[Saved data entries]
++++

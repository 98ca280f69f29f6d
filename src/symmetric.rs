//! Symmetric-key two-round authentication variant.
//!
//! The reader holds a master key and derives a per-device key from the
//! 16-byte device ID via HKDF. One round of encrypted nonce echo proves
//! both sides hold the same device key, then the credential travels
//! under AES-128-CBC. Messages are `[type(1)][payload]` over a single
//! data-transfer characteristic; centrals request an ATT MTU of
//! [`crate::MTU_REQUEST_SYMMETRIC`] before starting.

use crate::crypto::{aes_cbc_decrypt, aes_cbc_encrypt, generate_challenge_nonce, generate_iv};
use crate::keys::derive_device_key;
use crate::types::{
    DoorLinkError, Result, AES_BLOCK_SIZE, CHALLENGE_NONCE_SIZE, DEVICE_ID_SIZE,
};

/// Protocol message types.
#[derive(Debug, Clone, Copy, PartialEq, Eq)]
#[repr(u8)]
pub enum MessageType {
    AuthRequest = 0x01,
    AuthResponse = 0x02,
    Credential = 0x03,
    CredentialResponse = 0x04,
    Error = 0xFF,
}

impl MessageType {
    /// Decode a message type byte.
    pub fn from_byte(byte: u8) -> Option<Self> {
        match byte {
            0x01 => Some(Self::AuthRequest),
            0x02 => Some(Self::AuthResponse),
            0x03 => Some(Self::Credential),
            0x04 => Some(Self::CredentialResponse),
            0xFF => Some(Self::Error),
            _ => None,
        }
    }
}

/// Credential processing result codes.
#[derive(Debug, Clone, Copy, PartialEq, Eq)]
#[repr(u8)]
pub enum CredentialStatus {
    Success = 0x00,
    Rejected = 0x01,
    Expired = 0x02,
    Revoked = 0x03,
    InvalidFormat = 0x04,
}

impl CredentialStatus {
    /// Decode a status byte.
    pub fn from_byte(byte: u8) -> Option<Self> {
        match byte {
            0x00 => Some(Self::Success),
            0x01 => Some(Self::Rejected),
            0x02 => Some(Self::Expired),
            0x03 => Some(Self::Revoked),
            0x04 => Some(Self::InvalidFormat),
            _ => None,
        }
    }

    /// User-friendly message.
    pub fn message(self) -> &'static str {
        match self {
            Self::Success => "Access granted",
            Self::Rejected => "Access denied",
            Self::Expired => "Credential expired",
            Self::Revoked => "Credential revoked",
            Self::InvalidFormat => "Invalid credential",
        }
    }
}

/// Plaintext protocol error codes (sent before any session key exists).
#[derive(Debug, Clone, Copy, PartialEq, Eq)]
#[repr(u8)]
pub enum ErrorCode {
    InvalidMessage = 0x01,
    UnknownDevice = 0x02,
    DecryptionFailed = 0x03,
    InvalidState = 0x04,
    AuthFailed = 0x05,
    Timeout = 0x06,
}

impl ErrorCode {
    /// Decode an error code byte.
    pub fn from_byte(byte: u8) -> Option<Self> {
        match byte {
            0x01 => Some(Self::InvalidMessage),
            0x02 => Some(Self::UnknownDevice),
            0x03 => Some(Self::DecryptionFailed),
            0x04 => Some(Self::InvalidState),
            0x05 => Some(Self::AuthFailed),
            0x06 => Some(Self::Timeout),
            _ => None,
        }
    }

    /// User-friendly message.
    pub fn message(self) -> &'static str {
        match self {
            Self::InvalidMessage => "Communication error",
            Self::UnknownDevice => "Device not recognized",
            Self::DecryptionFailed => "Authentication failed",
            Self::InvalidState => "Protocol error",
            Self::AuthFailed => "Authentication failed",
            Self::Timeout => "Reader timeout",
        }
    }
}

/// Size of the encrypted nonce in AUTH_REQUEST: one 16-byte nonce plus a
/// full PKCS#7 padding block.
pub const ENCRYPTED_NONCE_SIZE: usize = 32;

/// Size of the encrypted nonce pair in AUTH_RESPONSE: two nonces plus a
/// full padding block.
pub const ENCRYPTED_NONCES_SIZE: usize = 48;

/// Total AUTH_REQUEST size: type + device ID + IV + encrypted nonce.
pub const AUTH_REQUEST_SIZE: usize = 1 + DEVICE_ID_SIZE + AES_BLOCK_SIZE + ENCRYPTED_NONCE_SIZE;

/// Total AUTH_RESPONSE size: type + IV + encrypted nonce pair.
pub const AUTH_RESPONSE_SIZE: usize = 1 + AES_BLOCK_SIZE + ENCRYPTED_NONCES_SIZE;

fn error_message(code: ErrorCode) -> Vec<u8> {
    vec![MessageType::Error as u8, code as u8]
}

// ============================================================================
// Reader side
// ============================================================================

/// Reader-side protocol state.
#[derive(Debug, Clone, Copy, PartialEq, Eq)]
pub enum ReaderState {
    Connected,
    Authenticating,
    Authenticated,
    Processing,
    Complete,
}

/// Reader-side handler for the two-round flow.
///
/// Fed raw characteristic writes; returns the bytes to notify back.
/// Credential validation is delegated to the caller so the transport
/// and actuation stay outside this module.
pub struct ReaderFlow {
    master_key: [u8; AES_BLOCK_SIZE],
    state: ReaderState,
    device_key: Option<[u8; AES_BLOCK_SIZE]>,
}

impl ReaderFlow {
    /// Creates a flow for one connection.
    pub fn new(master_key: [u8; AES_BLOCK_SIZE]) -> Self {
        Self {
            master_key,
            state: ReaderState::Connected,
            device_key: None,
        }
    }

    /// Current protocol state.
    pub fn state(&self) -> ReaderState {
        self.state
    }

    /// Process one incoming message and produce the response bytes.
    ///
    /// `validate` is called with the decrypted credential payload once
    /// authentication has succeeded; its status is echoed to the mobile.
    pub fn handle_message(
        &mut self,
        data: &[u8],
        validate: &mut dyn FnMut(&[u8]) -> CredentialStatus,
    ) -> Vec<u8> {
        let Some(msg_type) = data.first().and_then(|b| MessageType::from_byte(*b)) else {
            log::warn!("Unparseable message on data-transfer characteristic");
            return error_message(ErrorCode::InvalidMessage);
        };

        match msg_type {
            MessageType::AuthRequest => self.handle_auth_request(&data[1..]),
            MessageType::Credential => self.handle_credential(&data[1..], validate),
            _ => {
                log::warn!("Unexpected {:?} in state {:?}", msg_type, self.state);
                self.state = ReaderState::Complete;
                error_message(ErrorCode::InvalidState)
            }
        }
    }

    fn handle_auth_request(&mut self, payload: &[u8]) -> Vec<u8> {
        // A second AUTH_REQUEST within the session is a protocol error
        // and closes the flow.
        if self.state != ReaderState::Connected {
            self.state = ReaderState::Complete;
            return error_message(ErrorCode::InvalidState);
        }

        if payload.len() < DEVICE_ID_SIZE + AES_BLOCK_SIZE + ENCRYPTED_NONCE_SIZE {
            return error_message(ErrorCode::InvalidMessage);
        }
        self.state = ReaderState::Authenticating;

        let mut device_id = [0u8; DEVICE_ID_SIZE];
        device_id.copy_from_slice(&payload[..DEVICE_ID_SIZE]);
        let mut iv = [0u8; AES_BLOCK_SIZE];
        iv.copy_from_slice(&payload[DEVICE_ID_SIZE..DEVICE_ID_SIZE + AES_BLOCK_SIZE]);
        let encrypted_nonce = &payload
            [DEVICE_ID_SIZE + AES_BLOCK_SIZE..DEVICE_ID_SIZE + AES_BLOCK_SIZE + ENCRYPTED_NONCE_SIZE];

        let device_key = match derive_device_key(&self.master_key, &device_id) {
            Ok(key) => key,
            Err(_) => {
                self.state = ReaderState::Connected;
                return error_message(ErrorCode::UnknownDevice);
            }
        };

        let nonce_mobile = match aes_cbc_decrypt(&device_key, &iv, encrypted_nonce) {
            Ok(plain) if plain.len() == CHALLENGE_NONCE_SIZE => {
                let mut nonce = [0u8; CHALLENGE_NONCE_SIZE];
                nonce.copy_from_slice(&plain);
                nonce
            }
            _ => {
                log::warn!("AUTH_REQUEST nonce decryption failed");
                self.state = ReaderState::Connected;
                return error_message(ErrorCode::DecryptionFailed);
            }
        };

        let nonce_reader = generate_challenge_nonce();
        self.device_key = Some(device_key);

        // Response: Enc_DK(Nonce_M || Nonce_R).
        let mut combined = [0u8; 2 * CHALLENGE_NONCE_SIZE];
        combined[..CHALLENGE_NONCE_SIZE].copy_from_slice(&nonce_mobile);
        combined[CHALLENGE_NONCE_SIZE..].copy_from_slice(&nonce_reader);

        let response_iv = generate_iv();
        let encrypted = match aes_cbc_encrypt(&device_key, &response_iv, &combined) {
            Ok(ct) => ct,
            Err(_) => {
                self.state = ReaderState::Connected;
                return error_message(ErrorCode::InvalidState);
            }
        };

        self.state = ReaderState::Authenticated;
        log::info!("Mutual authentication round complete");

        let mut response = Vec::with_capacity(AUTH_RESPONSE_SIZE);
        response.push(MessageType::AuthResponse as u8);
        response.extend_from_slice(&response_iv);
        response.extend_from_slice(&encrypted);
        response
    }

    fn handle_credential(
        &mut self,
        payload: &[u8],
        validate: &mut dyn FnMut(&[u8]) -> CredentialStatus,
    ) -> Vec<u8> {
        if self.state != ReaderState::Authenticated {
            self.state = ReaderState::Complete;
            return error_message(ErrorCode::InvalidState);
        }
        let Some(device_key) = self.device_key else {
            return error_message(ErrorCode::InvalidState);
        };

        if payload.len() < AES_BLOCK_SIZE + AES_BLOCK_SIZE {
            return error_message(ErrorCode::InvalidMessage);
        }
        self.state = ReaderState::Processing;

        let mut iv = [0u8; AES_BLOCK_SIZE];
        iv.copy_from_slice(&payload[..AES_BLOCK_SIZE]);

        let credential = match aes_cbc_decrypt(&device_key, &iv, &payload[AES_BLOCK_SIZE..]) {
            Ok(plain) => plain,
            Err(_) => {
                log::warn!("Credential decryption failed");
                self.state = ReaderState::Authenticated;
                return error_message(ErrorCode::DecryptionFailed);
            }
        };

        let status = validate(&credential);
        self.state = ReaderState::Complete;
        log::info!("Credential processed: {:?}", status);

        vec![MessageType::CredentialResponse as u8, status as u8]
    }
}

// ============================================================================
// Mobile side
// ============================================================================

/// Mobile-side driver for the two-round flow.
pub struct MobileFlow {
    device_id: [u8; DEVICE_ID_SIZE],
    device_key: [u8; AES_BLOCK_SIZE],
    nonce_mobile: Option<[u8; CHALLENGE_NONCE_SIZE]>,
}

impl MobileFlow {
    /// Creates a flow with the provisioned device ID and key.
    pub fn new(device_id: [u8; DEVICE_ID_SIZE], device_key: [u8; AES_BLOCK_SIZE]) -> Self {
        Self {
            device_id,
            device_key,
            nonce_mobile: None,
        }
    }

    /// Build the AUTH_REQUEST, remembering Nonce_M for echo verification.
    pub fn build_auth_request(&mut self) -> Result<Vec<u8>> {
        let nonce = generate_challenge_nonce();
        self.build_auth_request_with(nonce)
    }

    /// Build the AUTH_REQUEST from a caller-chosen nonce.
    pub fn build_auth_request_with(
        &mut self,
        nonce: [u8; CHALLENGE_NONCE_SIZE],
    ) -> Result<Vec<u8>> {
        self.nonce_mobile = Some(nonce);
        let iv = generate_iv();
        let encrypted = aes_cbc_encrypt(&self.device_key, &iv, &nonce)?;

        let mut message = Vec::with_capacity(AUTH_REQUEST_SIZE);
        message.push(MessageType::AuthRequest as u8);
        message.extend_from_slice(&self.device_id);
        message.extend_from_slice(&iv);
        message.extend_from_slice(&encrypted);
        Ok(message)
    }

    /// Parse AUTH_RESPONSE and verify the reader echoed our nonce.
    ///
    /// The echo check runs before anything else is sent; a mismatch
    /// means the reader does not hold the device key.
    ///
    /// # Returns
    /// The reader's nonce on success
    pub fn parse_auth_response(&mut self, data: &[u8]) -> Result<[u8; CHALLENGE_NONCE_SIZE]> {
        let expected = self
            .nonce_mobile
            .ok_or_else(|| DoorLinkError::InvalidState("No AUTH_REQUEST in flight".to_string()))?;

        if data.first() == Some(&(MessageType::Error as u8)) {
            let detail = data
                .get(1)
                .and_then(|b| ErrorCode::from_byte(*b))
                .map(ErrorCode::message)
                .unwrap_or("Unknown error");
            return Err(DoorLinkError::InvalidState(detail.to_string()));
        }
        if data.first() != Some(&(MessageType::AuthResponse as u8)) {
            return Err(DoorLinkError::MalformedFrame(
                "Expected AUTH_RESPONSE".to_string(),
            ));
        }
        if data.len() < AUTH_RESPONSE_SIZE {
            return Err(DoorLinkError::MalformedFrame(format!(
                "AUTH_RESPONSE of {} bytes, expected {}",
                data.len(),
                AUTH_RESPONSE_SIZE
            )));
        }

        let mut iv = [0u8; AES_BLOCK_SIZE];
        iv.copy_from_slice(&data[1..1 + AES_BLOCK_SIZE]);
        let encrypted = &data[1 + AES_BLOCK_SIZE..1 + AES_BLOCK_SIZE + ENCRYPTED_NONCES_SIZE];

        let decrypted = aes_cbc_decrypt(&self.device_key, &iv, encrypted)?;
        if decrypted.len() != 2 * CHALLENGE_NONCE_SIZE {
            return Err(DoorLinkError::MalformedFrame(format!(
                "Decrypted nonce pair is {} bytes",
                decrypted.len()
            )));
        }

        if decrypted[..CHALLENGE_NONCE_SIZE] != expected {
            return Err(DoorLinkError::SignatureInvalid);
        }

        let mut nonce_reader = [0u8; CHALLENGE_NONCE_SIZE];
        nonce_reader.copy_from_slice(&decrypted[CHALLENGE_NONCE_SIZE..]);
        Ok(nonce_reader)
    }

    /// Build the CREDENTIAL message.
    pub fn build_credential(&self, payload: &[u8]) -> Result<Vec<u8>> {
        let iv = generate_iv();
        let encrypted = aes_cbc_encrypt(&self.device_key, &iv, payload)?;

        let mut message = Vec::with_capacity(1 + AES_BLOCK_SIZE + encrypted.len());
        message.push(MessageType::Credential as u8);
        message.extend_from_slice(&iv);
        message.extend_from_slice(&encrypted);
        Ok(message)
    }
}

/// Parse a CREDENTIAL_RESPONSE or ERROR message.
///
/// # Returns
/// Tuple of (accepted, user-facing message)
pub fn parse_credential_response(data: &[u8]) -> Result<(bool, &'static str)> {
    match data.first().and_then(|b| MessageType::from_byte(*b)) {
        Some(MessageType::Error) => {
            let detail = data
                .get(1)
                .and_then(|b| ErrorCode::from_byte(*b))
                .map(ErrorCode::message)
                .unwrap_or("Unknown error");
            Ok((false, detail))
        }
        Some(MessageType::CredentialResponse) => {
            let status = data
                .get(1)
                .and_then(|b| CredentialStatus::from_byte(*b))
                .ok_or_else(|| {
                    DoorLinkError::MalformedFrame("Unknown credential status".to_string())
                })?;
            Ok((status == CredentialStatus::Success, status.message()))
        }
        _ => Err(DoorLinkError::MalformedFrame(
            "Unexpected message type".to_string(),
        )),
    }
}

++++

* [YOUR OBJECTIVE]: Note each line above that holds "DoorLinkError", then copy all of them.

* [TASK OUTPUT]:
    DoorLinkError, Result, AES_BLOCK_SIZE, CHALLENGE_NONCE_SIZE, DEVICE_ID_SIZE,
            .ok_or_else(|| DoorLinkError::InvalidState("No AUTH_REQUEST in flight".to_string()))?;
            return Err(DoorLinkError::InvalidState(detail.to_string()));
            return Err(DoorLinkError::MalformedFrame(
            return Err(DoorLinkError::MalformedFrame(format!(
            return Err(DoorLinkError::MalformedFrame(format!(
            return Err(DoorLinkError::SignatureInvalid);
                    DoorLinkError::MalformedFrame("Unknown credential status".to_string())
        _ => Err(DoorLinkError::MalformedFrame(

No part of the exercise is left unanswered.